Start of Block
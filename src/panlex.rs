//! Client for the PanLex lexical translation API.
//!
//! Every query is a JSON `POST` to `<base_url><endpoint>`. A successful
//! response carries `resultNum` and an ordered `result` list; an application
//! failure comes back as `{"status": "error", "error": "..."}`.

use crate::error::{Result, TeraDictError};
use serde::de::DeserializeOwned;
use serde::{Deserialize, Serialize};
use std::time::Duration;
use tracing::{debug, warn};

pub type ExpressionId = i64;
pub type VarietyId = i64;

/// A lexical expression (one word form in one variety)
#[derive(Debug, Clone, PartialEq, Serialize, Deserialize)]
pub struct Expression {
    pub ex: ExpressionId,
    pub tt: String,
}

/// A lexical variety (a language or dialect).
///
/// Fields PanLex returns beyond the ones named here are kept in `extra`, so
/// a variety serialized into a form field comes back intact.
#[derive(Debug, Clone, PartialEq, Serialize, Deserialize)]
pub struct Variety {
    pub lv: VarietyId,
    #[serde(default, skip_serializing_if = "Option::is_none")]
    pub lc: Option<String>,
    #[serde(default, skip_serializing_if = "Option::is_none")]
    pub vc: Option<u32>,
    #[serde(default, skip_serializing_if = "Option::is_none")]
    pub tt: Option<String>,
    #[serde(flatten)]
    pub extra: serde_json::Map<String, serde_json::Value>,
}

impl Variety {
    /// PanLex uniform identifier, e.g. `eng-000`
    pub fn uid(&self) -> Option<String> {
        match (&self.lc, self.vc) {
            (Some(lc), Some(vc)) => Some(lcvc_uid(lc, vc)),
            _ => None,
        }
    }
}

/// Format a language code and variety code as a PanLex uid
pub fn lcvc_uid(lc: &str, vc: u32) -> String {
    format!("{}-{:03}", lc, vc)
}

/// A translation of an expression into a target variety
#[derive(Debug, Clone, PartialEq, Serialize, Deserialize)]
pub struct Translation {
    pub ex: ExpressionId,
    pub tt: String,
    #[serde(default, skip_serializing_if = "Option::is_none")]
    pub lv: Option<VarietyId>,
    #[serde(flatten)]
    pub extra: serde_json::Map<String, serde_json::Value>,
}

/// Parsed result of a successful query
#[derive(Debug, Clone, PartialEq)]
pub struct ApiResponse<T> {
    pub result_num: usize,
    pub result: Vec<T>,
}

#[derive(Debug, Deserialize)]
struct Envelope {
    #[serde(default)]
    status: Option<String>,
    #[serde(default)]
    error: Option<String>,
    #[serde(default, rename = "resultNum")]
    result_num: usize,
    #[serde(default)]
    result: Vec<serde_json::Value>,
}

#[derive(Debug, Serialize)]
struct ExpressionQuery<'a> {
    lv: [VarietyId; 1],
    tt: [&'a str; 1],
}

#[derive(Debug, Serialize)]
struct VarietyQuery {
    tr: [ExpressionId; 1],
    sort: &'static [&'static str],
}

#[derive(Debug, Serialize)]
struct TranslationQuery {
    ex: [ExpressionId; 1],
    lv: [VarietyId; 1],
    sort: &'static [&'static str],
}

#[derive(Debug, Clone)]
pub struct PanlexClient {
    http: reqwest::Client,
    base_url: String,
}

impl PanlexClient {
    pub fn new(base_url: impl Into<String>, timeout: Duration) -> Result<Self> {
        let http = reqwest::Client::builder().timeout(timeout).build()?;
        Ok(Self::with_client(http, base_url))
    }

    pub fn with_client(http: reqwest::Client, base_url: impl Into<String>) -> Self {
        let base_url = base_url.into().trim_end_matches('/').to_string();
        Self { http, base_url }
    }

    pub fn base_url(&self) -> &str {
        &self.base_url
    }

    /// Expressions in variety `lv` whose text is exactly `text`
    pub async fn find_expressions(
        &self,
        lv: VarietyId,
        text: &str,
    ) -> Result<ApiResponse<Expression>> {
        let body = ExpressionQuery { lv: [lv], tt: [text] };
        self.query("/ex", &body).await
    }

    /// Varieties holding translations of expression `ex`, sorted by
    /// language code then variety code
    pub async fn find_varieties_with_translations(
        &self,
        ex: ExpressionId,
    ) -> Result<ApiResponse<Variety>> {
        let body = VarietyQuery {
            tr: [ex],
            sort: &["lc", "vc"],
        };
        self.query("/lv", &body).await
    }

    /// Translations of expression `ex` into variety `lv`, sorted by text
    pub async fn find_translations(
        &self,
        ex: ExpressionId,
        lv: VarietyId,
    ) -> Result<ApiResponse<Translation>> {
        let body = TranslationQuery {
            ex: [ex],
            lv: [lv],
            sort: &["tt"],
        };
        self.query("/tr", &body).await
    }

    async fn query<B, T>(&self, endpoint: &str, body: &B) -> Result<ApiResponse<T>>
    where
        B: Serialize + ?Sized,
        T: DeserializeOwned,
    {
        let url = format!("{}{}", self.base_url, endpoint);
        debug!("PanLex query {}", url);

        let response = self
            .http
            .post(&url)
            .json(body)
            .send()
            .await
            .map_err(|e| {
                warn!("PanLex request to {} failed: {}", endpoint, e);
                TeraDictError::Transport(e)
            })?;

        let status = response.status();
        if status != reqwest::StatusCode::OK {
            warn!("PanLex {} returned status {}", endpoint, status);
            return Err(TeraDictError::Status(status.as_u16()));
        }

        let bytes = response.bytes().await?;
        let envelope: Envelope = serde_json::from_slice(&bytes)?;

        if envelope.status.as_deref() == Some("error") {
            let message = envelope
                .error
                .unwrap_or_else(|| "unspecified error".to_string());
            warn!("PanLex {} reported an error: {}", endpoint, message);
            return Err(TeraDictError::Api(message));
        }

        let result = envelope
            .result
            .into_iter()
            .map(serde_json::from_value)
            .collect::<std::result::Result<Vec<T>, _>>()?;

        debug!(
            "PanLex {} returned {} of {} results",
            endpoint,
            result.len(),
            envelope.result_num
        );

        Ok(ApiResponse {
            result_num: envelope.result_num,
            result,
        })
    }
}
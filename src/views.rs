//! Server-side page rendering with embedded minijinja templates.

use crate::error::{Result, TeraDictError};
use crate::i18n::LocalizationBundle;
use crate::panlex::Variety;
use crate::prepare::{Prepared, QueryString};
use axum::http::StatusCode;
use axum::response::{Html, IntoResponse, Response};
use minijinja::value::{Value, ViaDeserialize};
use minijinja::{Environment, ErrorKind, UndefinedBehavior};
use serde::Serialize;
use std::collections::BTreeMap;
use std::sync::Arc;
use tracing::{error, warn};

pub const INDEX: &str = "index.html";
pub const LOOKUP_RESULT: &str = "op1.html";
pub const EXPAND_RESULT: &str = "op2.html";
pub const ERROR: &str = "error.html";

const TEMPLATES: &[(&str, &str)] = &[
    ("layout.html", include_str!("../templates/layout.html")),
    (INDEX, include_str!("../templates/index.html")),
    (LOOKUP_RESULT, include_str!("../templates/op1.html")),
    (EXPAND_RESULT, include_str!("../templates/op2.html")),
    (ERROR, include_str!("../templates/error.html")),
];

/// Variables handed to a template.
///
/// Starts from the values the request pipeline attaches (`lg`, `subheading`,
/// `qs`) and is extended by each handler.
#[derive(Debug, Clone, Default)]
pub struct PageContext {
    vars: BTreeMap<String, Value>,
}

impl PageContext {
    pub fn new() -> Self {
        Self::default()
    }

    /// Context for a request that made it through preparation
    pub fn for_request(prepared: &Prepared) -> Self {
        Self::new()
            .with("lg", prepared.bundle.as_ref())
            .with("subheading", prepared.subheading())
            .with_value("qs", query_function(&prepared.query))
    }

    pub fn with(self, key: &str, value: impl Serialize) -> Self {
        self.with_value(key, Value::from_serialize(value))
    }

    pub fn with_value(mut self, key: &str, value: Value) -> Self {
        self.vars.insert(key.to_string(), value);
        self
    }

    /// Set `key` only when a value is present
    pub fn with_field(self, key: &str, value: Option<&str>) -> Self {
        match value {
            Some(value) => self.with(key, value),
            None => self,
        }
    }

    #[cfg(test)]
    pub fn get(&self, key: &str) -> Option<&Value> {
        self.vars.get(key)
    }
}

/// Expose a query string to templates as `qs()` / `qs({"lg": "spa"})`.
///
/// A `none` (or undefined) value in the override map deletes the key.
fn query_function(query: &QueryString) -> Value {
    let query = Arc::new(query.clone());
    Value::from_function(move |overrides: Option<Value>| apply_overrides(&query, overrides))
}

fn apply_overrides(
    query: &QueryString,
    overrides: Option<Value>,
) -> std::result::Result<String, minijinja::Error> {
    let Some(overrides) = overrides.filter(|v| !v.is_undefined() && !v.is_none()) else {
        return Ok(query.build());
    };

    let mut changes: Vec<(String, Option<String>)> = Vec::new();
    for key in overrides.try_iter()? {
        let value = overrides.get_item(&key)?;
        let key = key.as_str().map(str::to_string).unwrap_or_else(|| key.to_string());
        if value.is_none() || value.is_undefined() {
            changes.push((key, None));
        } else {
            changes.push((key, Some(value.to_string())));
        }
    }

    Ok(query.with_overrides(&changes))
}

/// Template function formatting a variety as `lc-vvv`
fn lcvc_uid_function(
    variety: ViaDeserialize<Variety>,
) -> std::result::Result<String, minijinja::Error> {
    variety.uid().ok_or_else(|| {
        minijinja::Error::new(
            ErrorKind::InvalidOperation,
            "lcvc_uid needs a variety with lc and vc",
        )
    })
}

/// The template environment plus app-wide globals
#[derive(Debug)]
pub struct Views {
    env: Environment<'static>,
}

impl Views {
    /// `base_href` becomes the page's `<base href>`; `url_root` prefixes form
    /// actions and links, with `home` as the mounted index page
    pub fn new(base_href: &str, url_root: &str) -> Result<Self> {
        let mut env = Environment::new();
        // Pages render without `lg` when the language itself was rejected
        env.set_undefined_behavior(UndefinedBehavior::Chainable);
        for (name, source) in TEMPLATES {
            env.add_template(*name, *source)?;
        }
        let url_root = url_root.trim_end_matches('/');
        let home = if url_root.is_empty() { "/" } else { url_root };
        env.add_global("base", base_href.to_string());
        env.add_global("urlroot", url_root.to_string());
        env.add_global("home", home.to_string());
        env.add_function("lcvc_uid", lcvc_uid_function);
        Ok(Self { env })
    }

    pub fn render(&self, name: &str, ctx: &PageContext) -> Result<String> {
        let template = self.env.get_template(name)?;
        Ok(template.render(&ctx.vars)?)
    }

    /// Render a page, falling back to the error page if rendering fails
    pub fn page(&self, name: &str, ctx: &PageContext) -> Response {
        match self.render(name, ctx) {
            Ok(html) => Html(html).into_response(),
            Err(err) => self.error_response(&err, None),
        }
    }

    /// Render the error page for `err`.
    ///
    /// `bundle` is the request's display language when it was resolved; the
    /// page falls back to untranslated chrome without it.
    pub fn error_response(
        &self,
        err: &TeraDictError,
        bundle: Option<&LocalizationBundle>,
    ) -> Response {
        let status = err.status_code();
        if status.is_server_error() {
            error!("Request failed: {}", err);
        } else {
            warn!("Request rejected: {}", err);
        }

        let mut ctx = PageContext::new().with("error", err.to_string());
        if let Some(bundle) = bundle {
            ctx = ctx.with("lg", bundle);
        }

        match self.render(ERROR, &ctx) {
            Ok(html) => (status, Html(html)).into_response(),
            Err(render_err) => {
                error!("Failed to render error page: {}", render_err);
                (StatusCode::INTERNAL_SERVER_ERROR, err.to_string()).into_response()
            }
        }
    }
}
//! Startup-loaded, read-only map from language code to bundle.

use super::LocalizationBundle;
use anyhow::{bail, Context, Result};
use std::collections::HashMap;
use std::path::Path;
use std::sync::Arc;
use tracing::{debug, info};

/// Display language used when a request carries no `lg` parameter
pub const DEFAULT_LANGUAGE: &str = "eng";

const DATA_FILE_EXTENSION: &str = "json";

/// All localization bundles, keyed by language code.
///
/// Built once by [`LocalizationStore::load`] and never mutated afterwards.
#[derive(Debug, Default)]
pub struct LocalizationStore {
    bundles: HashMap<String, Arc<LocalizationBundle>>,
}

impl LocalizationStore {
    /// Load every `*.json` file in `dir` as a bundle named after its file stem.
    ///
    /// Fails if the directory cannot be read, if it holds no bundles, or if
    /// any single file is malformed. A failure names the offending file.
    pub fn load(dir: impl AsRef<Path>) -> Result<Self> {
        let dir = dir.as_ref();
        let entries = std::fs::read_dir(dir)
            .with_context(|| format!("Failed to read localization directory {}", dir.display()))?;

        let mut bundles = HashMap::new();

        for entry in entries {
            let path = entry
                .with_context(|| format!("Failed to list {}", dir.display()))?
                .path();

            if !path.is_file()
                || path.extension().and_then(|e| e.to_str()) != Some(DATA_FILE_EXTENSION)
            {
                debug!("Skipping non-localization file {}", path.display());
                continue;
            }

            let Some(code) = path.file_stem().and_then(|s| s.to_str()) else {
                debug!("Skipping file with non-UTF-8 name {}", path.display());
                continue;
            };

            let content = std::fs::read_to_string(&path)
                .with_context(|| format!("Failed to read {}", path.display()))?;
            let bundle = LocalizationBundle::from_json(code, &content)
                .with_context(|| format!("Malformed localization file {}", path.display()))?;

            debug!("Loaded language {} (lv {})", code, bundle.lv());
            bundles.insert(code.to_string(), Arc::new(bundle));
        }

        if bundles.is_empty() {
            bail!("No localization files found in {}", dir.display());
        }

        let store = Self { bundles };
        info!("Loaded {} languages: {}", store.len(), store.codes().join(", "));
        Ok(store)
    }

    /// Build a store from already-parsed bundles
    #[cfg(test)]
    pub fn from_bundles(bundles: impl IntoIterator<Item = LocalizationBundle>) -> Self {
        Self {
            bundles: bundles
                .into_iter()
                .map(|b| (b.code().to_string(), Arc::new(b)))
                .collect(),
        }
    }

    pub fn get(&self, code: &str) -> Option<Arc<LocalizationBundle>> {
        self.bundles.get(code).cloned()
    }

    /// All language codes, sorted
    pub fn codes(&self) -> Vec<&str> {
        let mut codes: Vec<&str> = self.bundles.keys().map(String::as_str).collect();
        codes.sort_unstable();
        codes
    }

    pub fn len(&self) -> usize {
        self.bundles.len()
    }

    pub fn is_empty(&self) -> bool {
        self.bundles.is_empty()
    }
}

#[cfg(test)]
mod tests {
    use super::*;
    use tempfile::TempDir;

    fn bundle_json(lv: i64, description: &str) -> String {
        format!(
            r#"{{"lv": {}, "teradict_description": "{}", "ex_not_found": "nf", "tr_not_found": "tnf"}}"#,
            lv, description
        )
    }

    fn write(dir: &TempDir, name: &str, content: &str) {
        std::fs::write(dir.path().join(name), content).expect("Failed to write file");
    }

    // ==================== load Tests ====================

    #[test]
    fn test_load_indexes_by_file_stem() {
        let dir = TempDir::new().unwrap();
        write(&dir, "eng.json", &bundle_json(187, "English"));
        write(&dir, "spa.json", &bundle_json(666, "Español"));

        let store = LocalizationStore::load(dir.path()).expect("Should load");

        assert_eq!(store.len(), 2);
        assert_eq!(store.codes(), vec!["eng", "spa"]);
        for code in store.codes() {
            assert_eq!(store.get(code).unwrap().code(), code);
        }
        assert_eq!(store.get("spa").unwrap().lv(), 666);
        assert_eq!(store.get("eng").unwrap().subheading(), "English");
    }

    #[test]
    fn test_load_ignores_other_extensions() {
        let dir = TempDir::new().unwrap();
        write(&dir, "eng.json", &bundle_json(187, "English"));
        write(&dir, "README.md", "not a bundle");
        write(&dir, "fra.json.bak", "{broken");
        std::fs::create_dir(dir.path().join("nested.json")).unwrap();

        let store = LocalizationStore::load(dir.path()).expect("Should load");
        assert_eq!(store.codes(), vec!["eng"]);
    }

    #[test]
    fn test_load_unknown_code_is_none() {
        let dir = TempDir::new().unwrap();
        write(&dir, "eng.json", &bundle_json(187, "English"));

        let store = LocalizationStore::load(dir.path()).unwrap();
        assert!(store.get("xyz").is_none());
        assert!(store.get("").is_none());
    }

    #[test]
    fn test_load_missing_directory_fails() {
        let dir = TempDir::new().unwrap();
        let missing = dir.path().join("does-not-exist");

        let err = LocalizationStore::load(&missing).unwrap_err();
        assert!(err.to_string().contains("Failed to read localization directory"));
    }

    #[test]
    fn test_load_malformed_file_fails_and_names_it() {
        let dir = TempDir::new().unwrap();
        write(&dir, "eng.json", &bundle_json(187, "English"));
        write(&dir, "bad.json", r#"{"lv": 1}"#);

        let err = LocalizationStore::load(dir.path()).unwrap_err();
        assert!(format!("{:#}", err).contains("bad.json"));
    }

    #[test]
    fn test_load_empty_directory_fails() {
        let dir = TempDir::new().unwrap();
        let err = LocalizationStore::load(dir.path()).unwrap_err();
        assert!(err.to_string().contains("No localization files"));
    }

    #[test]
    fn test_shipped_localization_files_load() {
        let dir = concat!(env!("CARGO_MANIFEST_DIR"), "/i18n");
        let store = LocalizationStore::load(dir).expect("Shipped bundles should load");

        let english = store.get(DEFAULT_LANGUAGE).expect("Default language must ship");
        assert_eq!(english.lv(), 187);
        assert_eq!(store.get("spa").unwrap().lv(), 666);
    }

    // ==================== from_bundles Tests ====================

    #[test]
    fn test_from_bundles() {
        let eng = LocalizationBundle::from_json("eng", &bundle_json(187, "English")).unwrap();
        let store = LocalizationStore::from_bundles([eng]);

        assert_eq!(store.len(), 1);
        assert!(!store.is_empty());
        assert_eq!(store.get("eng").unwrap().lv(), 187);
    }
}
End of Block
▶ [Task description]
Show me every line of the entries above that holds "StatusCode".

▶ [Result of the task]
        if status != reqwest::StatusCode::OK {
use axum::http::StatusCode;
                (StatusCode::INTERNAL_SERVER_ERROR, err.to_string()).into_response()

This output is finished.